Crime de Goubellat: Faut-il ou non abolir la peine de mort ?

Crime de Goubellat: Faut-il ou non abolir la peine de mort ?

 

Agression et meurtre d'une femme de 80 ans, viol d'une mère de famille de 40 ans, enlèvement et viol d'une fillette de 15 ans. Tel fut le sort horrible de cette famille dont la vie a basculé en un laps de temps très court. Il ne s'agit ni d'un rêve, ni d'un film de fiction, mais bien d'une réalité, une réalité amère. Cela s'est passé à Goubellat.

Depuis la révolution, les Tunisiens ont le sentiment de vivre dans l'insécurité la plus totale. Et les choses vont crescendo. Depuis quelque temps les Tunisiens sont victimes de violence inouïe dans la rue, dans les stades et même chez eux ! 

Mis à part les accidents de la route responsables de centaines de morts par an, l'on dénombre 350 assassinats par an dont les auteurs étaient à 90 pour cent dans un état second (drogués).

Ce viol collectif d'une famille est la preuve, si besoin est, que la criminalité n'est pas encore près d'être circonscrite tant l'impunité ou le laxisme continuent de sévir face à un gouvernement qui a du mal à mettre fin à ce redoutable fléau qui continue de gangréner la société.

A l'heure où le président Essebsi pense à réduire les peines de prison pour les drogués, à l'heure où le rapport de la Colibe propose l'abolition pure et simple de la peine capitale, à l'heure où les défenseurs des droits de l'homme montent au créneau pour défendre ces horribles personnes, n'est-il pas commode de revoir less cartes? Les droits des violeurs et des meurtriers seraient-ils plus sacrés que ceux des victimes? C'est la question légitime que l'on est en droit de nous poser.

Les auteurs de ce viol collectif ne méritent-ils pas un châtiment à la hauteur de leur crime ignoble? Une chose est sûre, tant que les sentences de peine capitale continueront à dormir dans les tiroirs du ministère de la Justice, l'on continuera de vivre de telles ignominies.
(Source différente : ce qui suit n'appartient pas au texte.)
//! Webhook enqueuer channel

use async_trait::async_trait;
use opsline_events::DomainEvent;
use opsline_notify::{ChannelKind, NotificationChannel, NotifyError};
use std::sync::Arc;
use tracing::debug;

use crate::{DurableQueue, QueuedDeliveryJob, SubscriptionStore};

/// Hands events to the durable queue; never calls the destination itself.
#[derive(Clone)]
pub struct WebhookChannel {
    queue: Arc<dyn DurableQueue>,
    subscriptions: Option<Arc<dyn SubscriptionStore>>,
}

impl WebhookChannel {
    pub fn new(queue: Arc<dyn DurableQueue>) -> Self {
        Self {
            queue,
            subscriptions: None,
        }
    }

    /// Skip enqueueing for tenants with no webhook URL.
    ///
    /// The worker still re-reads the subscription on every attempt.
    pub fn with_precheck(mut self, subscriptions: Arc<dyn SubscriptionStore>) -> Self {
        self.subscriptions = Some(subscriptions);
        self
    }
}

#[async_trait]
impl NotificationChannel for WebhookChannel {
    fn kind(&self) -> ChannelKind {
        ChannelKind::Webhook
    }

    async fn deliver(&self, event: &DomainEvent) -> opsline_notify::Result<()> {
        if let Some(subscriptions) = &self.subscriptions {
            let subscription = subscriptions
                .subscription(&event.tenant_id)
                .await
                .map_err(|e| NotifyError::Enqueue(e.to_string()))?;
            if subscription.as_ref().and_then(|s| s.destination()).is_none() {
                debug!(tenant_id = %event.tenant_id, "no webhook URL; not enqueueing");
                return Ok(());
            }
        }

        let job = QueuedDeliveryJob::for_event(event.clone());
        let message_id = self
            .queue
            .enqueue(&job)
            .await
            .map_err(|e| NotifyError::Enqueue(e.to_string()))?;

        debug!(
            tenant_id = %event.tenant_id,
            event_type = %event.event_type,
            message_id = ?message_id,
            "webhook job enqueued"
        );
        Ok(())
    }
}

#[cfg(test)]
mod tests {
    use super::*;
    use crate::{InMemoryQueue, InMemorySubscriptionStore, WebhookSubscription};
    use opsline_events::EventBuilder;

    #[tokio::test]
    async fn test_enqueues_job_for_tenant() {
        let queue = Arc::new(InMemoryQueue::new());
        let channel = WebhookChannel::new(queue.clone());
        let event = EventBuilder::new("order.created", "t-1", "o-1").build();

        channel.deliver(&event).await.unwrap();

        let job = queue.pop().unwrap();
        assert_eq!(job.tenant_id, "t-1");
        assert_eq!(job.payload, event);
    }

    #[tokio::test]
    async fn test_precheck_skips_tenants_without_url() {
        let queue = Arc::new(InMemoryQueue::new());
        let subscriptions = Arc::new(InMemorySubscriptionStore::new());
        subscriptions.upsert(WebhookSubscription::new("t-2", "https://hooks.example"));
        let channel = WebhookChannel::new(queue.clone()).with_precheck(subscriptions);

        channel
            .deliver(&EventBuilder::new("order.created", "t-1", "o-1").build())
            .await
            .unwrap();
        assert!(queue.is_empty());

        channel
            .deliver(&EventBuilder::new("order.created", "t-2", "o-2").build())
            .await
            .unwrap();
        assert_eq!(queue.len(), 1);
    }
}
Selon le président de la Coalition tunisienne contre la peine de mort, Chokri Latif, le nombre de condamnés à mort en Tunisie est de 77 individus. Les jugements de peine de mort sont encore prononcés en Tunisie. Autrement dit, une Tunisie qui semble convaincue de la démarche abolitionniste mais n’arrive pas encore à franchir le pas. 

L’exécution de la peine de mort avait été suspendue sous Ben Ali en 1991, lorsque la Tunisie a observé un moratoire sur cette peine. Les associations de lutte contre la peine de mort ne cessent d'appeler les autorités tunisiennes à annuler l’application de ces jugements contraires aux droits humains et notamment le droit à la vie et à ratifier le deuxième protocole se rapportant au Pacte international relatif aux droits civils et politiques visant à abolir la peine de mort.

On aura compris, les associations et autres ligues des droits de l'homme défendent avec conviction les "droits" de meurtriers", mais ont-ils un minimum de compassion pour les victimes? 

Une chose est sûre, à la suite de ce crime, le débat refait surface entre ceux qui défendent le droit à la vie et ceux qui estiment que certains criminels, (pour ne pas dire déchets) ne méritent pas de vivre et qu'ils doivent être exterminés, étant donné l'innommable cruauté de leurs actes très souvent prémédités.